• PROBLEM REQUIREMENTS:
Those lines of the records that contain "storage" are to be located and copied.

• STUDY MATERIAL:
:::

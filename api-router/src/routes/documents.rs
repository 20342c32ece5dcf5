use std::path::Path as FsPath;

use axum::{
    extract::{Path, State},
    http::StatusCode,
    response::IntoResponse,
    Json,
};
use axum_typed_multipart::{FieldData, TryFromMultipart, TypedMultipart};
use serde::Serialize;
use tempfile::NamedTempFile;
use tracing::{info, warn};

use common::{
    error::AppError,
    storage::types::{
        document::Document,
        ingestion_task::{IngestionTask, TaskPayload},
        page_node::PageNode,
    },
};

use crate::{api_state::ApiState, error::ApiError};

/// Characters of page text included in document detail responses.
const PAGE_PREVIEW_CHARS: usize = 100;

#[derive(Debug, TryFromMultipart)]
pub struct UploadParams {
    #[form_data(limit = "104857600")]
    pub file: FieldData<NamedTempFile>,
}

#[derive(Serialize)]
pub struct DocumentUploadResponse {
    document_id: String,
    file_name: String,
    status: String,
}

#[derive(Serialize)]
pub struct DocumentSummary {
    document_id: String,
    file_name: String,
    page_count: u32,
    status: String,
}

#[derive(Serialize)]
pub struct DocumentListResponse {
    total_documents: usize,
    documents: Vec<DocumentSummary>,
}

#[derive(Serialize)]
pub struct PageInfo {
    page_number: u32,
    has_image: bool,
    text_preview: String,
}

#[derive(Serialize)]
pub struct DocumentDetailResponse {
    document_id: String,
    file_name: String,
    page_count: u32,
    status: String,
    pages: Vec<PageInfo>,
}

#[derive(Serialize)]
pub struct DeleteDocumentResponse {
    document_id: String,
    status: String,
    images_deleted: usize,
}

impl From<&Document> for DocumentSummary {
    fn from(document: &Document) -> Self {
        Self {
            document_id: document.id.clone(),
            file_name: document.file_name.clone(),
            page_count: document.page_count,
            status: document.status.label().to_string(),
        }
    }
}

fn validate_pdf_file_name(file_name: Option<&str>) -> Result<String, ApiError> {
    let file_name = file_name
        .filter(|name| !name.trim().is_empty())
        .ok_or_else(|| ApiError::ValidationError("No filename provided".to_string()))?;

    if !file_name.to_ascii_lowercase().ends_with(".pdf") {
        return Err(ApiError::ValidationError(format!(
            "Invalid file type. Expected PDF, got: {file_name}"
        )));
    }

    Ok(file_name.to_string())
}

/// Accepts a PDF upload, stores it, and queues it for background
/// ingestion. Re-uploading identical content returns the existing
/// document instead of indexing it twice.
pub async fn upload_document(
    State(state): State<ApiState>,
    TypedMultipart(input): TypedMultipart<UploadParams>,
) -> Result<impl IntoResponse, ApiError> {
    validate_pdf_file_name(input.file.metadata.file_name.as_deref())?;

    let (document, created) = Document::from_upload(
        input.file,
        &state.db,
        FsPath::new(&state.config.data_dir),
    )
    .await
    .map_err(AppError::from)?;

    if !created {
        return Ok((
            StatusCode::OK,
            Json(DocumentUploadResponse {
                document_id: document.id,
                file_name: document.file_name,
                status: document.status.label().to_string(),
            }),
        ));
    }

    let task = IngestionTask::create_and_add_to_db(
        TaskPayload::Add {
            document_id: document.id.clone(),
            pdf_path: document.source_path.clone(),
            file_name: document.file_name.clone(),
        },
        &state.db,
    )
    .await?;

    info!(
        document_id = %document.id,
        task_id = %task.id,
        file_name = %document.file_name,
        "Document upload accepted"
    );

    Ok((
        StatusCode::ACCEPTED,
        Json(DocumentUploadResponse {
            document_id: document.id,
            file_name: document.file_name,
            status: "processing".to_string(),
        }),
    ))
}

pub async fn list_documents(
    State(state): State<ApiState>,
) -> Result<impl IntoResponse, ApiError> {
    let documents = Document::list_all(&state.db).await?;

    let summaries: Vec<DocumentSummary> = documents.iter().map(DocumentSummary::from).collect();

    Ok(Json(DocumentListResponse {
        total_documents: summaries.len(),
        documents: summaries,
    }))
}

pub async fn get_document(
    State(state): State<ApiState>,
    Path(id): Path<String>,
) -> Result<impl IntoResponse, ApiError> {
    let document: Document = state
        .db
        .get_item(&id)
        .await
        .map_err(AppError::from)?
        .ok_or_else(|| ApiError::NotFound(format!("Document not found: {id}")))?;

    let pages = PageNode::get_by_document_id(&id, &state.db).await?;

    Ok(Json(DocumentDetailResponse {
        document_id: document.id,
        file_name: document.file_name,
        page_count: document.page_count,
        status: document.status.label().to_string(),
        pages: pages
            .iter()
            .map(|page| PageInfo {
                page_number: page.page_number,
                has_image: page.image_path.is_some(),
                text_preview: page.text_preview(PAGE_PREVIEW_CHARS),
            })
            .collect(),
    }))
}

/// Replaces an existing document's PDF, keeping its id. The old pages are
/// torn down by the worker before the new file is indexed.
pub async fn replace_document(
    State(state): State<ApiState>,
    Path(id): Path<String>,
    TypedMultipart(input): TypedMultipart<UploadParams>,
) -> Result<impl IntoResponse, ApiError> {
    let file_name = validate_pdf_file_name(input.file.metadata.file_name.as_deref())?;

    let document: Document = state
        .db
        .get_item(&id)
        .await
        .map_err(AppError::from)?
        .ok_or_else(|| ApiError::NotFound(format!("Document not found: {id}")))?;

    let sha256 = Document::compute_sha(&input.file.contents).map_err(AppError::from)?;
    let sanitized = Document::sanitize_file_name(&file_name);
    let new_path = Document::persist_file(
        &id,
        input.file.contents,
        &sanitized,
        FsPath::new(&state.config.data_dir),
    )
    .await
    .map_err(AppError::from)?
    .to_string_lossy()
    .into_owned();

    // Drop the previous PDF unless the new one landed on the same path
    if document.source_path != new_path && FsPath::new(&document.source_path).exists() {
        if let Err(err) = tokio::fs::remove_file(&document.source_path).await {
            warn!(document_id = %id, error = %err, "failed to remove replaced PDF");
        }
    }

    Document::set_source(&id, &file_name, &sha256, &new_path, &state.db).await?;

    let task = IngestionTask::create_and_add_to_db(
        TaskPayload::Replace {
            document_id: id.clone(),
            pdf_path: new_path,
            file_name: file_name.clone(),
        },
        &state.db,
    )
    .await?;

    info!(
        document_id = %id,
        task_id = %task.id,
        file_name = %file_name,
        "Document replacement accepted"
    );

    Ok((
        StatusCode::ACCEPTED,
        Json(DocumentUploadResponse {
            document_id: id,
            file_name,
            status: "processing".to_string(),
        }),
    ))
}

pub async fn remove_document(
    State(state): State<ApiState>,
    Path(id): Path<String>,
) -> Result<impl IntoResponse, ApiError> {
    let (document, images_deleted) =
        Document::delete_cascade(&id, &state.db, &state.storage).await?;

    Ok(Json(DeleteDocumentResponse {
        document_id: document.id,
        status: "deleted".to_string(),
        images_deleted,
    }))
}

#[cfg(test)]
mod tests {
    use super::*;

    #[test]
    fn test_validate_pdf_file_name() {
        assert!(validate_pdf_file_name(Some("manual.pdf")).is_ok());
        assert!(validate_pdf_file_name(Some("MANUAL.PDF")).is_ok());

        assert!(validate_pdf_file_name(None).is_err());
        assert!(validate_pdf_file_name(Some("")).is_err());
        assert!(validate_pdf_file_name(Some("   ")).is_err());
        assert!(validate_pdf_file_name(Some("notes.txt")).is_err());
        assert!(validate_pdf_file_name(Some("pdf")).is_err());
    }
}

:::

• SOLUTION:
    storage::types::{
        Document::delete_cascade(&id, &state.db, &state.storage).await?;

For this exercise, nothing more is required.